### WHAT TO PRODUCE
Your response should be the complete data, transcribed exactly.

### DATA RECORDS

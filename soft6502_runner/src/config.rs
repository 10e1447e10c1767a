use std::path::{Path, PathBuf};

use anyhow::Context;
use serde::Deserialize;
use soft6502_lib::{CPUConfiguration, DEFAULT_START_ADDRESS};

use crate::AppResult;

/// Settings of one emulation session, read from a YAML file.
/// Command line flags take precedence over these values.
#[derive(Debug, Deserialize, Clone, PartialEq)]
#[serde(default)]
pub struct SessionConfig {
    /// Binary image, relative paths are resolved from the file's directory.
    pub program: Option<PathBuf>,
    /// Where the image is written in memory.
    pub origin: u16,
    pub max_cycles: Option<u64>,
    pub cpu: CPUConfiguration,
}

impl Default for SessionConfig {
    fn default() -> Self {
        Self {
            program: None,
            origin: DEFAULT_START_ADDRESS,
            max_cycles: None,
            cpu: CPUConfiguration::default(),
        }
    }
}

impl SessionConfig {
    pub fn load(path: &Path) -> AppResult<Self> {
        let contents = std::fs::read_to_string(path)
            .with_context(|| format!("Could not read config file {}", path.display()))?;
        let document: serde_yaml::Value = serde_yaml::from_str(&contents)
            .with_context(|| format!("Failed to parse YAML from {}", path.display()))?;
        let start_given = document
            .get("cpu")
            .and_then(|cpu| cpu.get("start_address"))
            .is_some();
        let mut config: SessionConfig = serde_yaml::from_value(document)
            .with_context(|| format!("Failed to parse YAML from {}", path.display()))?;

        // without an explicit start address, execution begins at the origin
        if !start_given {
            config.cpu.start_address = config.origin;
        }

        let config_dir = path.parent().unwrap_or_else(|| Path::new(""));
        config.resolve_paths(config_dir);

        Ok(config)
    }

    fn resolve_paths(&mut self, base_dir: &Path) {
        if let Some(program) = &self.program {
            if program.is_relative() {
                self.program = Some(base_dir.join(program));
            }
        }
    }
}

#[cfg(test)]
mod tests {
    use super::*;
    use std::fs;
    use tempfile::tempdir;

    #[test]
    fn test_default_config() {
        let config = SessionConfig::default();
        assert_eq!(0x0600, config.origin);
        assert!(config.program.is_none());
        assert!(config.max_cycles.is_none());
        assert_eq!(CPUConfiguration::default(), config.cpu);
    }

    #[test]
    fn test_load_config() {
        let dir = tempdir().unwrap();
        let config_path = dir.path().join("session.yaml");
        fs::write(
            &config_path,
            r#"
program: bin/countdown.bin
origin: 49152
max_cycles: 1000
cpu:
  start_address: 49152
  illegal_opcodes: false
"#,
        )
        .unwrap();

        let config = SessionConfig::load(&config_path).unwrap();
        assert_eq!(Some(dir.path().join("bin/countdown.bin")), config.program);
        assert_eq!(0xc000, config.origin);
        assert_eq!(Some(1000), config.max_cycles);
        assert_eq!(0xc000, config.cpu.start_address);
        assert!(!config.cpu.illegal_opcodes);
        assert!(config.cpu.decimal_mode);
    }

    #[test]
    fn test_start_address_follows_origin() {
        let dir = tempdir().unwrap();
        let config_path = dir.path().join("origin.yaml");
        fs::write(&config_path, "program: prog.bin\norigin: 32768\n").unwrap();

        let config = SessionConfig::load(&config_path).unwrap();
        assert_eq!(0x8000, config.origin);
        assert_eq!(0x8000, config.cpu.start_address);
    }

    #[test]
    fn test_start_address_set_apart_from_origin() {
        let dir = tempdir().unwrap();
        let config_path = dir.path().join("start.yaml");
        fs::write(
            &config_path,
            "origin: 32768\ncpu:\n  start_address: 32784\n",
        )
        .unwrap();

        let config = SessionConfig::load(&config_path).unwrap();
        assert_eq!(0x8000, config.origin);
        assert_eq!(0x8010, config.cpu.start_address);
    }

    #[test]
    fn test_empty_config_uses_defaults() {
        let dir = tempdir().unwrap();
        let config_path = dir.path().join("empty.yaml");
        fs::write(&config_path, "{}").unwrap();

        assert_eq!(SessionConfig::default(), SessionConfig::load(&config_path).unwrap());
    }

    #[test]
    fn test_invalid_yaml() {
        let dir = tempdir().unwrap();
        let config_path = dir.path().join("broken.yaml");
        fs::write(&config_path, "origin: [not a number").unwrap();

        let error = SessionConfig::load(&config_path).unwrap_err();
        assert!(error.to_string().starts_with("Failed to parse YAML from"));
    }

    #[test]
    fn test_missing_config() {
        let error = SessionConfig::load(Path::new("/nonexistent/session.yaml")).unwrap_err();
        assert_eq!(
            "Could not read config file /nonexistent/session.yaml",
            error.to_string()
        );
    }
}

### COMPLETED EXERCISE
filename soft6502_runner/src/config.rs
repository 10e1447e10c1767a
use std::path::{Path, PathBuf};

use anyhow::Context;
use serde::Deserialize;
use soft6502_lib::{CPUConfiguration, DEFAULT_START_ADDRESS};

use crate::AppResult;

/// Settings of one emulation session, read from a YAML file.
/// Command line flags take precedence over these values.
#[derive(Debug, Deserialize, Clone, PartialEq)]
#[serde(default)]
pub struct SessionConfig {
    /// Binary image, relative paths are resolved from the file's directory.
    pub program: Option<PathBuf>,
    /// Where the image is written in memory.
    pub origin: u16,
    pub max_cycles: Option<u64>,
    pub cpu: CPUConfiguration,
}

impl Default for SessionConfig {
    fn default() -> Self {
        Self {
            program: None,
            origin: DEFAULT_START_ADDRESS,
            max_cycles: None,
            cpu: CPUConfiguration::default(),
        }
    }
}

impl SessionConfig {
    pub fn load(path: &Path) -> AppResult<Self> {
        let contents = std::fs::read_to_string(path)
            .with_context(|| format!("Could not read config file {}", path.display()))?;
        let document: serde_yaml::Value = serde_yaml::from_str(&contents)
            .with_context(|| format!("Failed to parse YAML from {}", path.display()))?;
        let start_given = document
            .get("cpu")
            .and_then(|cpu| cpu.get("start_address"))
            .is_some();
        let mut config: SessionConfig = serde_yaml::from_value(document)
            .with_context(|| format!("Failed to parse YAML from {}", path.display()))?;

        // without an explicit start address, execution begins at the origin
        if !start_given {
            config.cpu.start_address = config.origin;
        }

        let config_dir = path.parent().unwrap_or_else(|| Path::new(""));
        config.resolve_paths(config_dir);

        Ok(config)
    }

    fn resolve_paths(&mut self, base_dir: &Path) {
        if let Some(program) = &self.program {
            if program.is_relative() {
                self.program = Some(base_dir.join(program));
            }
        }
    }
}

#[cfg(test)]
mod tests {
    use super::*;
    use std::fs;
    use tempfile::tempdir;

    #[test]
    fn test_default_config() {
        let config = SessionConfig::default();
        assert_eq!(0x0600, config.origin);
        assert!(config.program.is_none());
        assert!(config.max_cycles.is_none());
        assert_eq!(CPUConfiguration::default(), config.cpu);
    }

    #[test]
    fn test_load_config() {
        let dir = tempdir().unwrap();
        let config_path = dir.path().join("session.yaml");
        fs::write(
            &config_path,
            r#"
program: bin/countdown.bin
origin: 49152
max_cycles: 1000
cpu:
  start_address: 49152
  illegal_opcodes: false
"#,
        )
        .unwrap();

        let config = SessionConfig::load(&config_path).unwrap();
        assert_eq!(Some(dir.path().join("bin/countdown.bin")), config.program);
        assert_eq!(0xc000, config.origin);
        assert_eq!(Some(1000), config.max_cycles);
        assert_eq!(0xc000, config.cpu.start_address);
        assert!(!config.cpu.illegal_opcodes);
        assert!(config.cpu.decimal_mode);
    }

    #[test]
    fn test_start_address_follows_origin() {
        let dir = tempdir().unwrap();
        let config_path = dir.path().join("origin.yaml");
        fs::write(&config_path, "program: prog.bin\norigin: 32768\n").unwrap();

        let config = SessionConfig::load(&config_path).unwrap();
        assert_eq!(0x8000, config.origin);
        assert_eq!(0x8000, config.cpu.start_address);
    }

    #[test]
    fn test_start_address_set_apart_from_origin() {
        let dir = tempdir().unwrap();
        let config_path = dir.path().join("start.yaml");
        fs::write(
            &config_path,
            "origin: 32768\ncpu:\n  start_address: 32784\n",
        )
        .unwrap();

        let config = SessionConfig::load(&config_path).unwrap();
        assert_eq!(0x8000, config.origin);
        assert_eq!(0x8010, config.cpu.start_address);
    }

    #[test]
    fn test_empty_config_uses_defaults() {
        let dir = tempdir().unwrap();
        let config_path = dir.path().join("empty.yaml");
        fs::write(&config_path, "{}").unwrap();

        assert_eq!(SessionConfig::default(), SessionConfig::load(&config_path).unwrap());
    }

    #[test]
    fn test_invalid_yaml() {
        let dir = tempdir().unwrap();
        let config_path = dir.path().join("broken.yaml");
        fs::write(&config_path, "origin: [not a number").unwrap();

        let error = SessionConfig::load(&config_path).unwrap_err();
        assert!(error.to_string().starts_with("Failed to parse YAML from"));
    }

    #[test]
    fn test_missing_config() {
        let error = SessionConfig::load(Path::new("/nonexistent/session.yaml")).unwrap_err();
        assert_eq!(
            "Could not read config file /nonexistent/session.yaml",
            error.to_string()
        );
    }
}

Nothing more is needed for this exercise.